Artık harekete geçme zamanı
- Günlerdir Türkiye’nin dört bir yanında eylemler oluyor. Özgecan’ın ölümü sizi nasıl etkiledi?
Sibel Yalçın: Türkiye’de her gün çok fazla ölümle karşılaşıyoruz. Özellikle de sadece kadın olduğu için öldürülenlerle. Özgecan’ın ölümü gerçekten çok sarstı, çok etkiledi bizi ama bu erk zihniyetin, dinin her alanda kullanıldığı bir coğrafyada yaşadığımız için çok şaşırtmadı. Daha çok sinirlendirdi. Biz her kadın kıyımının ardından eylemler yaptık, ağladık, bağırdık. Bu kıyımların bitmesini arzuluyoruz çünkü.
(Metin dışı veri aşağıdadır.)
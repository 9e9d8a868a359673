//! Heap-backed device emulation.

use std::sync::atomic::{AtomicU64, AtomicUsize, Ordering};

use parking_lot::Mutex;

use super::{DeviceAllocator, DevicePtr};
use crate::utils::error::{Error, Result};
use crate::utils::hash::FxHashMap;

/// First synthetic address handed out. Address zero is never valid.
const BASE_ADDR: u64 = 0x1000;

/// Spacing unit between synthetic addresses.
const ADDR_ALIGN: usize = 256;

/// Device allocator emulated on the host heap.
///
/// Hands out synthetic addresses backed by heap storage, so the full
/// spill machinery can run without a GPU. An optional byte capacity makes
/// allocation failure reachable in tests. A real backend implements
/// [`DeviceAllocator`] against its driver instead.
pub struct HeapAllocator {
    /// Live allocations keyed by synthetic address.
    allocations: Mutex<FxHashMap<u64, Box<[u8]>>>,
    /// Next synthetic address to hand out.
    next_addr: AtomicU64,
    /// Optional capacity cap in bytes.
    capacity: Option<usize>,
    /// Bytes currently allocated. Mutated only under the allocations
    /// lock; read lock-free by accounting queries.
    allocated: AtomicUsize,
}

impl HeapAllocator {
    /// Creates an allocator with unbounded capacity.
    #[must_use]
    pub fn new() -> Self {
        Self::with_capacity(None)
    }

    /// Creates an allocator that fails allocations once `capacity` live
    /// bytes would be exceeded.
    #[must_use]
    pub fn with_capacity(capacity: impl Into<Option<usize>>) -> Self {
        Self {
            allocations: Mutex::new(FxHashMap::default()),
            next_addr: AtomicU64::new(BASE_ADDR),
            capacity: capacity.into(),
            allocated: AtomicUsize::new(0),
        }
    }

    /// Bytes currently allocated on the emulated device.
    #[must_use]
    pub fn allocated_bytes(&self) -> usize {
        self.allocated.load(Ordering::Acquire)
    }

    /// Number of live allocations.
    #[must_use]
    pub fn allocation_count(&self) -> usize {
        self.allocations.lock().len()
    }

    /// The configured capacity cap, if any.
    #[must_use]
    pub fn capacity(&self) -> Option<usize> {
        self.capacity
    }
}

impl Default for HeapAllocator {
    fn default() -> Self {
        Self::new()
    }
}

impl DeviceAllocator for HeapAllocator {
    fn allocate(&self, size: usize) -> Result<DevicePtr> {
        let mut allocations = self.allocations.lock();

        if let Some(capacity) = self.capacity {
            let live = self.allocated.load(Ordering::Acquire);
            if live + size > capacity {
                return Err(Error::ResourceExhaustion { requested: size });
            }
        }

        let step = size.max(1).next_multiple_of(ADDR_ALIGN) as u64;
        let addr = self.next_addr.fetch_add(step, Ordering::Relaxed);
        allocations.insert(addr, vec![0u8; size].into_boxed_slice());
        self.allocated.fetch_add(size, Ordering::Release);

        Ok(DevicePtr::new(addr))
    }

    fn free(&self, ptr: DevicePtr) -> Result<()> {
        let mut allocations = self.allocations.lock();
        let region = allocations
            .remove(&ptr.as_u64())
            .ok_or(Error::InvalidAddress(ptr.as_u64()))?;
        self.allocated.fetch_sub(region.len(), Ordering::Release);
        Ok(())
    }

    fn copy_to_host(&self, src: DevicePtr, dst: &mut [u8]) -> Result<()> {
        let allocations = self.allocations.lock();
        let region = allocations
            .get(&src.as_u64())
            .ok_or(Error::InvalidAddress(src.as_u64()))?;
        if dst.len() > region.len() {
            return Err(Error::Internal(format!(
                "copy of {} bytes exceeds allocation of {} bytes",
                dst.len(),
                region.len()
            )));
        }
        dst.copy_from_slice(&region[..dst.len()]);
        Ok(())
    }

    fn copy_from_host(&self, src: &[u8], dst: DevicePtr) -> Result<()> {
        let mut allocations = self.allocations.lock();
        let region = allocations
            .get_mut(&dst.as_u64())
            .ok_or(Error::InvalidAddress(dst.as_u64()))?;
        if src.len() > region.len() {
            return Err(Error::Internal(format!(
                "copy of {} bytes exceeds allocation of {} bytes",
                src.len(),
                region.len()
            )));
        }
        region[..src.len()].copy_from_slice(src);
        Ok(())
    }
}

#[cfg(test)]
mod tests {
    use super::*;

    #[test]
    fn test_allocate_and_free() {
        let alloc = HeapAllocator::new();
        let ptr = alloc.allocate(64).unwrap();
        assert_eq!(alloc.allocated_bytes(), 64);
        assert_eq!(alloc.allocation_count(), 1);

        alloc.free(ptr).unwrap();
        assert_eq!(alloc.allocated_bytes(), 0);
        assert_eq!(alloc.allocation_count(), 0);
    }

    #[test]
    fn test_copy_round_trip() {
        let alloc = HeapAllocator::new();
        let ptr = alloc.allocate(4).unwrap();

        alloc.copy_from_host(&[0xDE, 0xAD, 0xBE, 0xEF], ptr).unwrap();
        let mut out = [0u8; 4];
        alloc.copy_to_host(ptr, &mut out).unwrap();
        assert_eq!(out, [0xDE, 0xAD, 0xBE, 0xEF]);
    }

    #[test]
    fn test_capacity_exhaustion() {
        let alloc = HeapAllocator::with_capacity(100);
        let ptr = alloc.allocate(80).unwrap();

        let err = alloc.allocate(32).unwrap_err();
        assert!(matches!(err, Error::ResourceExhaustion { requested: 32 }));

        // Freeing restores headroom.
        alloc.free(ptr).unwrap();
        alloc.allocate(100).unwrap();
    }

    #[test]
    fn test_free_unknown_address() {
        let alloc = HeapAllocator::new();
        let err = alloc.free(DevicePtr::new(0xDEAD)).unwrap_err();
        assert!(matches!(err, Error::InvalidAddress(0xDEAD)));
    }

    #[test]
    fn test_oversized_copy_rejected() {
        let alloc = HeapAllocator::new();
        let ptr = alloc.allocate(2).unwrap();
        let mut out = [0u8; 4];
        assert!(alloc.copy_to_host(ptr, &mut out).is_err());
        assert!(alloc.copy_from_host(&[0u8; 4], ptr).is_err());
    }

    #[test]
    fn test_zero_sized_allocation() {
        let alloc = HeapAllocator::new();
        let a = alloc.allocate(0).unwrap();
        let b = alloc.allocate(0).unwrap();
        assert_ne!(a, b);
        assert_eq!(alloc.allocated_bytes(), 0);
        alloc.free(a).unwrap();
        alloc.free(b).unwrap();
    }
}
Özge Bali: Biz çok sayıda kadının ölümüne şahitlik etmek zorunda kaldık. Çok sayıda kadının tabutunu kaldırdık. Erkek egemen sistem ve uygulayıcıları bizi buna mecbur bıraktı. Tabutumuzu sırtımızda yaşıyoruz. Özgecan bizim bulunduğumuz mahallede yaşayan bir kadın arkadaş. Ben de Tarsusluyum, ben de o TOK’lara binlerce kez bindim. Bu olayın bu kadar burnumuzun dibinde olması çok öfkelendirdi bizi. Artık harekete geçmenin zamanı olduğunu düşündük.
- Böylece kendinizi adliye önünde zincirlediniz ve tutuklandınız…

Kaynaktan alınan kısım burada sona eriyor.